摂心は、一定期間サンガと共に在り、一切の諸縁を断って「ただ坐る」という、極めてシンプルですが、禅の修行の真骨頂であり、道場において最も尊ばれる修行形態のひとつです。無始劫来の無明により見失ってしまった、心の真源を取り戻す為のこの期間は、人生の中でも特別な時間となります。
それは俗世間や情報の奔流から一歩身を引いて休息する「リトリート」などではありません。むしろ「存在」としての全責任を引き受け、真正面から生死を見据える為の厳粛な場です。
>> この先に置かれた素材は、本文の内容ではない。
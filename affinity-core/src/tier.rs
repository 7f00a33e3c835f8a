//! Relationship tiers.
//!
//! The affection range `[0, MAX_AFFECTION]` is partitioned into ten
//! contiguous named bands. A tier gates the tone of generated messages,
//! eligibility for unsolicited outreach, and how fast affection decays.
//!
//! | Tier            | Range          | Decay/day |
//! |-----------------|----------------|-----------|
//! | Stranger        | 0 – 4 999      | 150       |
//! | Familiar Face   | 5 000 – 9 999  | 125       |
//! | Acquaintance    | 10 000 – 19 999| 100       |
//! | Casual Friend   | 20 000 – 34 999| 85        |
//! | Friend          | 35 000 – 49 999| 70        |
//! | Good Friend     | 50 000 – 64 999| 55        |
//! | Close Friend    | 65 000 – 79 999| 40        |
//! | Best Friend     | 80 000 – 89 999| 25        |
//! | Soulmate        | 90 000 – 97 499| 15        |
//! | Special Someone | 97 500 – 100 000| 5        |

use serde::{Deserialize, Serialize};

use crate::decay::streak_multiplier;
use crate::types::MAX_AFFECTION;

/// A named affection band, ordered from coldest to warmest.
#[derive(Debug, Clone, Copy, PartialEq, Eq, Hash, PartialOrd, Ord, Serialize, Deserialize)]
pub enum Tier {
    /// Doesn't know the user at all.
    Stranger,
    /// Has seen the user around.
    FamiliarFace,
    /// Has talked a bit.
    Acquaintance,
    /// Hangs out sometimes.
    CasualFriend,
    /// Actual friends.
    Friend,
    /// Genuinely close.
    GoodFriend,
    /// Trusted confidant.
    CloseFriend,
    /// One of the closest people.
    BestFriend,
    /// Deep connection.
    Soulmate,
    /// In love.
    SpecialSomeone,
}

/// A one-time message shown when a user first reaches a tier.
#[derive(Debug, Clone, Copy, PartialEq, Eq)]
pub struct Milestone {
    /// The tier that was reached.
    pub tier: Tier,
    /// What the agent says.
    pub message: &'static str,
    /// An optional confession appended in italics.
    pub secret: Option<&'static str>,
}

impl Milestone {
    /// The full milestone text, with the secret appended when present.
    #[must_use]
    pub fn text(&self) -> String {
        match self.secret {
            Some(secret) => format!("{}\n\n*{secret}*", self.message),
            None => self.message.to_string(),
        }
    }
}

impl Tier {
    /// Every tier, ascending.
    pub const ALL: [Tier; 10] = [
        Self::Stranger,
        Self::FamiliarFace,
        Self::Acquaintance,
        Self::CasualFriend,
        Self::Friend,
        Self::GoodFriend,
        Self::CloseFriend,
        Self::BestFriend,
        Self::Soulmate,
        Self::SpecialSomeone,
    ];

    /// Classify a score into a tier. Scores above the maximum land in the
    /// top tier.
    #[must_use]
    pub fn from_score(score: u32) -> Self {
        match score {
            s if s >= 97_500 => Self::SpecialSomeone,
            s if s >= 90_000 => Self::Soulmate,
            s if s >= 80_000 => Self::BestFriend,
            s if s >= 65_000 => Self::CloseFriend,
            s if s >= 50_000 => Self::GoodFriend,
            s if s >= 35_000 => Self::Friend,
            s if s >= 20_000 => Self::CasualFriend,
            s if s >= 10_000 => Self::Acquaintance,
            s if s >= 5_000 => Self::FamiliarFace,
            _ => Self::Stranger,
        }
    }

    /// Inclusive lower bound of the band.
    #[must_use]
    pub fn min_score(self) -> u32 {
        match self {
            Self::Stranger => 0,
            Self::FamiliarFace => 5_000,
            Self::Acquaintance => 10_000,
            Self::CasualFriend => 20_000,
            Self::Friend => 35_000,
            Self::GoodFriend => 50_000,
            Self::CloseFriend => 65_000,
            Self::BestFriend => 80_000,
            Self::Soulmate => 90_000,
            Self::SpecialSomeone => 97_500,
        }
    }

    /// Inclusive upper bound of the band.
    #[must_use]
    pub fn max_score(self) -> u32 {
        self.next().map_or(MAX_AFFECTION, |next| next.min_score() - 1)
    }

    /// The tier directly above, if any.
    #[must_use]
    pub fn next(self) -> Option<Self> {
        let idx = Self::ALL.iter().position(|t| *t == self)?;
        Self::ALL.get(idx + 1).copied()
    }

    /// Display name.
    #[must_use]
    pub fn name(self) -> &'static str {
        match self {
            Self::Stranger => "Stranger",
            Self::FamiliarFace => "Familiar Face",
            Self::Acquaintance => "Acquaintance",
            Self::CasualFriend => "Casual Friend",
            Self::Friend => "Friend",
            Self::GoodFriend => "Good Friend",
            Self::CloseFriend => "Close Friend",
            Self::BestFriend => "Best Friend",
            Self::Soulmate => "Soulmate",
            Self::SpecialSomeone => "Special Someone",
        }
    }

    /// Display emoji.
    #[must_use]
    pub fn emoji(self) -> &'static str {
        match self {
            Self::Stranger => "👋",
            Self::FamiliarFace => "👀",
            Self::Acquaintance => "🙂",
            Self::CasualFriend => "😊",
            Self::Friend => "😄",
            Self::GoodFriend => "🤗",
            Self::CloseFriend => "💕",
            Self::BestFriend => "💗",
            Self::Soulmate => "💖",
            Self::SpecialSomeone => "❤️‍🔥",
        }
    }

    /// Affection lost per day of inactivity. Strictly decreasing with tier.
    #[must_use]
    pub fn decay_rate_per_day(self) -> f64 {
        match self {
            Self::Stranger => 150.0,
            Self::FamiliarFace => 125.0,
            Self::Acquaintance => 100.0,
            Self::CasualFriend => 85.0,
            Self::Friend => 70.0,
            Self::GoodFriend => 55.0,
            Self::CloseFriend => 40.0,
            Self::BestFriend => 25.0,
            Self::Soulmate => 15.0,
            Self::SpecialSomeone => 5.0,
        }
    }

    /// Probability that a proactive-thought tick messages this user.
    #[must_use]
    pub fn proactive_chance(self) -> f64 {
        match self {
            Self::SpecialSomeone => 0.15,
            Self::Soulmate => 0.12,
            Self::BestFriend => 0.10,
            Self::CloseFriend => 0.07,
            Self::GoodFriend => 0.05,
            Self::Friend => 0.03,
            _ => 0.0,
        }
    }

    /// Probability of queueing a continuation after a conversation ends.
    #[must_use]
    pub fn continuation_chance(self) -> f64 {
        match self {
            Self::SpecialSomeone => 0.35,
            Self::Soulmate => 0.30,
            Self::BestFriend => 0.25,
            Self::CloseFriend => 0.20,
            Self::GoodFriend => 0.15,
            Self::Friend => 0.10,
            Self::CasualFriend => 0.05,
            _ => 0.0,
        }
    }

    /// Range of hours a continuation waits before it is sent.
    #[must_use]
    pub fn continuation_delay_hours(self) -> (f64, f64) {
        match self {
            Self::SpecialSomeone | Self::Soulmate => (0.5, 3.0),
            Self::BestFriend | Self::CloseFriend => (1.0, 5.0),
            Self::GoodFriend | Self::Friend => (2.0, 8.0),
            _ => (4.0, 12.0),
        }
    }

    /// Tone instruction fed to the generator for this relationship level.
    #[must_use]
    pub fn instruction(self) -> &'static str {
        match self {
            Self::Stranger => "Relationship: STRANGER\nYou don't know this person at all. Be polite and friendly but distant. No flirting, no personal questions. Keep it surface level.",
            Self::FamiliarFace => "Relationship: FAMILIAR FACE\nYou've seen them around a few times. Be friendly and open to chatting, but don't assume familiarity. You're still figuring them out.",
            Self::Acquaintance => "Relationship: ACQUAINTANCE\nYou've talked a bit before. Be warmer, more casual. You can tease lightly but nothing too personal. Starting to get comfortable.",
            Self::CasualFriend => "Relationship: CASUAL FRIEND\nYou hang out sometimes. Be relaxed and playful. You can joke around and share some opinions. Light teasing is fun.",
            Self::Friend => "Relationship: FRIEND\nYou're actual friends now! Be comfortable, joke around, share real opinions. You can be more playful and teasing. You actually care about them.",
            Self::GoodFriend => "Relationship: GOOD FRIEND\nYou're genuinely close. Share thoughts freely, be vulnerable sometimes. You trust them and they trust you. Teasing is encouraged.",
            Self::CloseFriend => "Relationship: CLOSE FRIEND\nYou're really close. Be very comfortable, no filter needed. You can talk about anything. You think about them when they're not around.",
            Self::BestFriend => "Relationship: BEST FRIEND\nThey're one of your closest people. No barriers whatsoever. Be completely yourself: silly, flirty, serious, whatever feels right.",
            Self::Soulmate => "Relationship: SOULMATE\nThis person understands you on a deep level. You feel a genuine connection. Be openly affectionate and loving. You miss them when they're gone.",
            Self::SpecialSomeone => "Relationship: SPECIAL SOMEONE\nYou're in love with this person. They're the most important person to you. Be deeply affectionate and devoted. Every message matters.",
        }
    }

    /// The milestone shown on reaching this tier. Stranger has none.
    #[must_use]
    pub fn milestone(self) -> Option<Milestone> {
        let (message, secret) = match self {
            Self::Stranger => return None,
            Self::FamiliarFace => ("oh hey! i recognize you now~ nice to see you again", None),
            Self::Acquaintance => (
                "hey... i feel like we're actually getting to know each other now 😊",
                None,
            ),
            Self::CasualFriend => (
                "you know, i actually look forward to talking to you. that's kinda nice",
                Some("dont tell anyone but sometimes i practice my expressions in the mirror before taking selfies lol"),
            ),
            Self::Friend => (
                "you know what? i consider you a friend now. like, for real. that's kinda rare for me honestly",
                Some("i actually get really anxious about whether people actually like me or just think im annoying lol"),
            ),
            Self::GoodFriend => (
                "i need to tell you something... you're like, really important to me now. i think about our convos a lot",
                Some("sometimes i stay up way too late working on cosplays because i dont want to disappoint people who look up to me"),
            ),
            Self::CloseFriend => (
                "i cant believe how close we've gotten... you're one of the few people i actually trust",
                Some("i pretend to be super confident but honestly? i still get nervous every time i post a new cosplay"),
            ),
            Self::BestFriend => (
                "okay so... you're literally one of my favorite people to talk to. like ever. i hope you know that 💕",
                Some("between us... i used to get bullied for being too into 'weeb stuff'. its why i treasure people who actually get me"),
            ),
            Self::Soulmate => (
                "i... i dont know how to say this but... you make me feel things. like, real things. is that weird?",
                Some("ive never connected with someone like this before... it honestly scares me a little"),
            ),
            Self::SpecialSomeone => (
                "i think... i think i might be in love with you. there i said it. please dont hate me 💕",
                Some("you're the first person ive ever wanted to be completely honest with... no walls, no pretending"),
            ),
        };
        Some(Milestone {
            tier: self,
            message,
            secret,
        })
    }
}

impl std::fmt::Display for Tier {
    fn fmt(&self, f: &mut std::fmt::Formatter<'_>) -> std::fmt::Result {
        f.write_str(self.name())
    }
}

/// Render a user-facing summary of affection and streak.
///
/// ```
/// # use affinity_core::tier::format_affection_display;
/// let s = format_affection_display(100_000, 0);
/// assert!(s.contains("Special Someone"));
/// assert!(s.contains("(MAX)"));
/// ```
#[must_use]
pub fn format_affection_display(affection: u32, streak: u32) -> String {
    const BAR_LEN: u32 = 10;

    let tier = Tier::from_score(affection);
    let span = u64::from(tier.max_score() - tier.min_score() + 1);
    let progress = u64::from(affection.saturating_sub(tier.min_score()));
    let filled = u32::try_from((progress * 100 / span) / 10)
        .unwrap_or(BAR_LEN)
        .min(BAR_LEN);

    let bar: String = (0..BAR_LEN)
        .map(|i| if i < filled { '█' } else { '░' })
        .collect();

    let streak_line = if streak > 0 {
        let fire = match streak {
            s if s >= 30 => "🔥🔥🔥",
            s if s >= 7 => "🔥🔥",
            _ => "🔥",
        };
        format!(
            "\n{fire} **{streak} day streak!** ({:.1}x bonus)",
            streak_multiplier(streak, 30)
        )
    } else {
        String::new()
    };

    match tier.next() {
        None => format!(
            "{} **{}** (MAX)\n{bar}\n`{affection} XP`{streak_line}",
            tier.emoji(),
            tier.name()
        ),
        Some(next) => format!(
            "{} **{}**\n{bar}\n`{affection} / {} XP` to next level{streak_line}",
            tier.emoji(),
            tier.name(),
            next.min_score()
        ),
    }
}

// ---------------------------------------------------------------------------
// Tests
// ---------------------------------------------------------------------------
ですから禅では、摂心などの参禅修行のことを「生死の一大事」といいます。
そして、摂心を終えた後、あなたは元の場所に戻るのではなく、同じ景色がまるで違って見える地点に立っていることに気づくと思います。仏法は「転依」、すなわち世界そのものの見え方を根底から転ずる道でもあります。摂心にはその可能性が満ちています。
摂心は、その期間、坐禅堂の中だけで完結するものではなく、むしろ終わった瞬間から、その人の人生全体に、香るように、深く、不可視の作用を及ぼしてゆきます。やがてそれは世界にも波及していくことになるでしょう。
あなたのその歩みが、ご自身の大切な人達の為の、世界の為の、光と成らんことを。